If your family was facing economic hardship, what steps would you take to deal with it? Would you look for ways to reduce spending, increase your income, pay your bills, and cover basic necessities as well as invest for the future? Or would you reduce your spending, reduce your income, and stop paying your bills? As the debt ceiling deadline looms, Republicans are suggesting America go the latter route. And they're calling it sanity.

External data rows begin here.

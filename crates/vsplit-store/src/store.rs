//! Job status store over Redis.
//!
//! Layout per job:
//! - `{prefix}:job:{id}` — the job meta document (JSON, no results inside)
//! - `{prefix}:job:{id}:parts` — hash of part index -> Part JSON
//!
//! Status/progress mutations run as Lua scripts so each partial update is
//! atomic. Every mutation is commutative and idempotent: transitions only
//! move forward, progress only advances, parts only append. Two workers
//! racing near a visibility-timeout boundary can interleave any of these
//! in any order and converge on the same record.

use chrono::Utc;
use redis::{AsyncCommands, Script};
use tracing::debug;

use vsplit_models::{Job, JobError, JobId, Part};

use crate::error::{StoreError, StoreResult};

/// Transition queued -> processing; a no-op in any later state.
const MARK_PROCESSING: &str = r#"
local raw = redis.call('GET', KEYS[1])
if not raw then return nil end
local job = cjson.decode(raw)
if job.status == 'queued' then
  job.status = 'processing'
  job.updated_at = ARGV[1]
  redis.call('SET', KEYS[1], cjson.encode(job))
end
return job.status
"#;

/// Record the planned part count; set-once.
const SET_TOTAL_PARTS: &str = r#"
local raw = redis.call('GET', KEYS[1])
if not raw then return nil end
local job = cjson.decode(raw)
if not job.total_parts then
  job.total_parts = tonumber(ARGV[1])
  job.updated_at = ARGV[2]
  redis.call('SET', KEYS[1], cjson.encode(job))
end
return job.total_parts
"#;

/// progress = max(progress, new); never regresses.
const ADVANCE_PROGRESS: &str = r#"
local raw = redis.call('GET', KEYS[1])
if not raw then return nil end
local job = cjson.decode(raw)
local value = tonumber(ARGV[1])
if value > job.progress then
  job.progress = value
  job.updated_at = ARGV[2]
  redis.call('SET', KEYS[1], cjson.encode(job))
end
return job.progress
"#;

/// Finalize as completed; only from a non-terminal state.
const COMPLETE: &str = r#"
local raw = redis.call('GET', KEYS[1])
if not raw then return nil end
local job = cjson.decode(raw)
if job.status == 'queued' or job.status == 'processing' then
  job.status = 'completed'
  job.progress = 100
  job.updated_at = ARGV[1]
  redis.call('SET', KEYS[1], cjson.encode(job))
end
return job.status
"#;

/// Finalize as failed; only from a non-terminal state, first error wins.
/// Parts already appended stay behind for diagnostics.
const FAIL: &str = r#"
local raw = redis.call('GET', KEYS[1])
if not raw then return nil end
local job = cjson.decode(raw)
if job.status == 'queued' or job.status == 'processing' then
  job.status = 'failed'
  job.error = { code = ARGV[1], message = ARGV[2] }
  job.updated_at = ARGV[3]
  redis.call('SET', KEYS[1], cjson.encode(job))
end
return job.status
"#;

/// Store configuration.
#[derive(Debug, Clone)]
pub struct StoreConfig {
    /// Redis URL
    pub redis_url: String,
    /// Key namespace prefix
    pub key_prefix: String,
}

impl Default for StoreConfig {
    fn default() -> Self {
        Self {
            redis_url: "redis://localhost:6379".to_string(),
            key_prefix: "vsplit".to_string(),
        }
    }
}

impl StoreConfig {
    /// Create config from environment variables.
    pub fn from_env() -> Self {
        Self {
            redis_url: std::env::var("REDIS_URL")
                .unwrap_or_else(|_| "redis://localhost:6379".to_string()),
            key_prefix: std::env::var("STORE_KEY_PREFIX").unwrap_or_else(|_| "vsplit".to_string()),
        }
    }
}

/// Pre-parsed mutation scripts.
struct Scripts {
    mark_processing: Script,
    set_total_parts: Script,
    advance_progress: Script,
    complete: Script,
    fail: Script,
}

impl Scripts {
    fn new() -> Self {
        Self {
            mark_processing: Script::new(MARK_PROCESSING),
            set_total_parts: Script::new(SET_TOTAL_PARTS),
            advance_progress: Script::new(ADVANCE_PROGRESS),
            complete: Script::new(COMPLETE),
            fail: Script::new(FAIL),
        }
    }
}

/// Job status store client.
pub struct JobStore {
    client: redis::Client,
    config: StoreConfig,
    scripts: Scripts,
}

impl JobStore {
    /// Create a new store.
    pub fn new(config: StoreConfig) -> StoreResult<Self> {
        let client = redis::Client::open(config.redis_url.as_str())?;
        Ok(Self {
            client,
            config,
            scripts: Scripts::new(),
        })
    }

    /// Create from environment variables.
    pub fn from_env() -> StoreResult<Self> {
        Self::new(StoreConfig::from_env())
    }

    fn meta_key(&self, job_id: &JobId) -> String {
        format!("{}:job:{}", self.config.key_prefix, job_id)
    }

    fn parts_key(&self, job_id: &JobId) -> String {
        format!("{}:job:{}:parts", self.config.key_prefix, job_id)
    }

    /// Create a job record. Fails if the job_id already exists.
    pub async fn create(&self, job: &Job) -> StoreResult<()> {
        let mut conn = self.client.get_multiplexed_async_connection().await?;

        let payload = serde_json::to_string(job)?;
        let created: bool = conn.set_nx(self.meta_key(&job.job_id), payload).await?;
        if !created {
            return Err(StoreError::already_exists(job.job_id.as_str()));
        }

        debug!(job_id = %job.job_id, "Created job record");
        Ok(())
    }

    /// Fetch the current job snapshot, results reassembled from the parts
    /// hash and ordered by index. O(1) in processing-time remaining.
    pub async fn get(&self, job_id: &JobId) -> StoreResult<Option<Job>> {
        let mut conn = self.client.get_multiplexed_async_connection().await?;

        let raw: Option<String> = conn.get(self.meta_key(job_id)).await?;
        let Some(raw) = raw else {
            return Ok(None);
        };

        let mut job: Job = serde_json::from_str(&raw)?;

        let raw_parts: Vec<String> = conn.hvals(self.parts_key(job_id)).await?;
        let mut results = raw_parts
            .iter()
            .map(|p| serde_json::from_str::<Part>(p))
            .collect::<Result<Vec<_>, _>>()?;
        results.sort_by_key(|p| p.index);
        job.results = results;

        Ok(Some(job))
    }

    /// Delete a job record and its parts. Used by the gateway to
    /// compensate when enqueueing fails after the record was written.
    pub async fn delete(&self, job_id: &JobId) -> StoreResult<()> {
        let mut conn = self.client.get_multiplexed_async_connection().await?;
        let _: () = conn
            .del(vec![self.meta_key(job_id), self.parts_key(job_id)])
            .await?;
        debug!(job_id = %job_id, "Deleted job record");
        Ok(())
    }

    /// Transition queued -> processing.
    pub async fn mark_processing(&self, job_id: &JobId) -> StoreResult<()> {
        let mut conn = self.client.get_multiplexed_async_connection().await?;

        let status: Option<String> = self
            .scripts
            .mark_processing
            .key(self.meta_key(job_id))
            .arg(Utc::now().to_rfc3339())
            .invoke_async(&mut conn)
            .await?;

        status
            .map(|_| ())
            .ok_or_else(|| StoreError::not_found(job_id.as_str()))
    }

    /// Record the planned part count (set-once).
    pub async fn set_total_parts(&self, job_id: &JobId, total: u32) -> StoreResult<()> {
        let mut conn = self.client.get_multiplexed_async_connection().await?;

        let stored: Option<u32> = self
            .scripts
            .set_total_parts
            .key(self.meta_key(job_id))
            .arg(total)
            .arg(Utc::now().to_rfc3339())
            .invoke_async(&mut conn)
            .await?;

        stored
            .map(|_| ())
            .ok_or_else(|| StoreError::not_found(job_id.as_str()))
    }

    /// Append a part if its index is absent. Returns `(newly_added,
    /// completed_count)` so the caller can derive a progress value.
    pub async fn append_part(&self, job_id: &JobId, part: &Part) -> StoreResult<(bool, u32)> {
        let mut conn = self.client.get_multiplexed_async_connection().await?;

        let payload = serde_json::to_string(part)?;
        let added: bool = conn
            .hset_nx(self.parts_key(job_id), part.index, payload)
            .await?;
        let completed: u32 = conn.hlen(self.parts_key(job_id)).await?;

        if added {
            debug!(job_id = %job_id, index = part.index, "Appended part");
        }

        Ok((added, completed))
    }

    /// Advance progress to `max(current, value)`.
    pub async fn advance_progress(&self, job_id: &JobId, value: u8) -> StoreResult<u8> {
        let mut conn = self.client.get_multiplexed_async_connection().await?;

        let progress: Option<u8> = self
            .scripts
            .advance_progress
            .key(self.meta_key(job_id))
            .arg(value.min(100))
            .arg(Utc::now().to_rfc3339())
            .invoke_async(&mut conn)
            .await?;

        progress.ok_or_else(|| StoreError::not_found(job_id.as_str()))
    }

    /// Finalize the job as completed.
    pub async fn complete(&self, job_id: &JobId) -> StoreResult<()> {
        let mut conn = self.client.get_multiplexed_async_connection().await?;

        let status: Option<String> = self
            .scripts
            .complete
            .key(self.meta_key(job_id))
            .arg(Utc::now().to_rfc3339())
            .invoke_async(&mut conn)
            .await?;

        status
            .map(|_| ())
            .ok_or_else(|| StoreError::not_found(job_id.as_str()))
    }

    /// Finalize the job as failed with a structured error.
    pub async fn fail(&self, job_id: &JobId, error: &JobError) -> StoreResult<()> {
        let mut conn = self.client.get_multiplexed_async_connection().await?;

        let status: Option<String> = self
            .scripts
            .fail
            .key(self.meta_key(job_id))
            .arg(&error.code)
            .arg(&error.message)
            .arg(Utc::now().to_rfc3339())
            .invoke_async(&mut conn)
            .await?;

        status
            .map(|_| ())
            .ok_or_else(|| StoreError::not_found(job_id.as_str()))
    }

    /// Connectivity probe.
    pub async fn ping(&self) -> StoreResult<()> {
        let mut conn = self.client.get_multiplexed_async_connection().await?;
        let _: String = redis::cmd("PING").query_async(&mut conn).await?;
        Ok(())
    }
}

#[cfg(test)]
mod tests {
    use super::*;
    use vsplit_models::{OutputFormat, SplitConfig};

    fn store() -> JobStore {
        JobStore::new(StoreConfig::default()).unwrap()
    }

    #[test]
    fn key_naming() {
        let store = store();
        let id = JobId::from_string("abc-123");
        assert_eq!(store.meta_key(&id), "vsplit:job:abc-123");
        assert_eq!(store.parts_key(&id), "vsplit:job:abc-123:parts");
    }

    #[test]
    fn meta_document_excludes_results() {
        // The parts hash is the only home for results; a results array in
        // the meta JSON would not survive the cjson round-trip when empty.
        let mut job = Job::new(
            "sources/a.mkv",
            SplitConfig::Intervals {
                interval_duration: 60.0,
            },
            OutputFormat::Mp4,
        );
        job.results.push(Part::new(0, "f.mp4", 60.0, 10, "k"));

        let json = serde_json::to_value(&job).unwrap();
        assert!(json.get("results").is_none());

        let decoded: Job = serde_json::from_value(json).unwrap();
        assert!(decoded.results.is_empty());
        assert_eq!(decoded.job_id, job.job_id);
    }

    #[test]
    fn meta_document_roundtrips_split_config() {
        let job = Job::new(
            "sources/a.mkv",
            SplitConfig::Keyframes { interval: 30.0 },
            OutputFormat::Webm,
        );
        let raw = serde_json::to_string(&job).unwrap();
        let decoded: Job = serde_json::from_str(&raw).unwrap();
        assert_eq!(decoded.split_config, job.split_config);
        assert_eq!(decoded.output_format, OutputFormat::Webm);
    }
}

I listened to a bit of the House debate over what the GOP is calling it's "Cut, Cap & Balance" bill, which the GOP is debating even as the deadline to raise the debt ceiling looms — even as we're probably already paying the price for their continued distraction from the debt ceiling debate. As one member of Congress put it, a better name might for the GOP bill might be "Slash, Shred & Punish."
Slash
Again and again, I heard Republicans repeat the family budget-federal budget analogy. Of course, it's a false analogy, especially when it comes to debt. But Republicans don't even carry out their own false analogy to its logical conclusion.
"Our government spends more than it takes in," is the constant refrain, and the answer is to cut. In fact, cutting is the only answer, because it's not just about spending. This is where things stops making sense.
Take an average American family of four, with two working parents, and two school-age children. During tough economic times, the family will very likely cut back on spending. One parent might carpool or use public transportation to reduce spending on gas. The old family car may have to last a couple of years more, before it's replaced. The family grocery cart may feature more generic brands than name brands. The Disney vacation may be cancelled in favor of low-cost activities close to home.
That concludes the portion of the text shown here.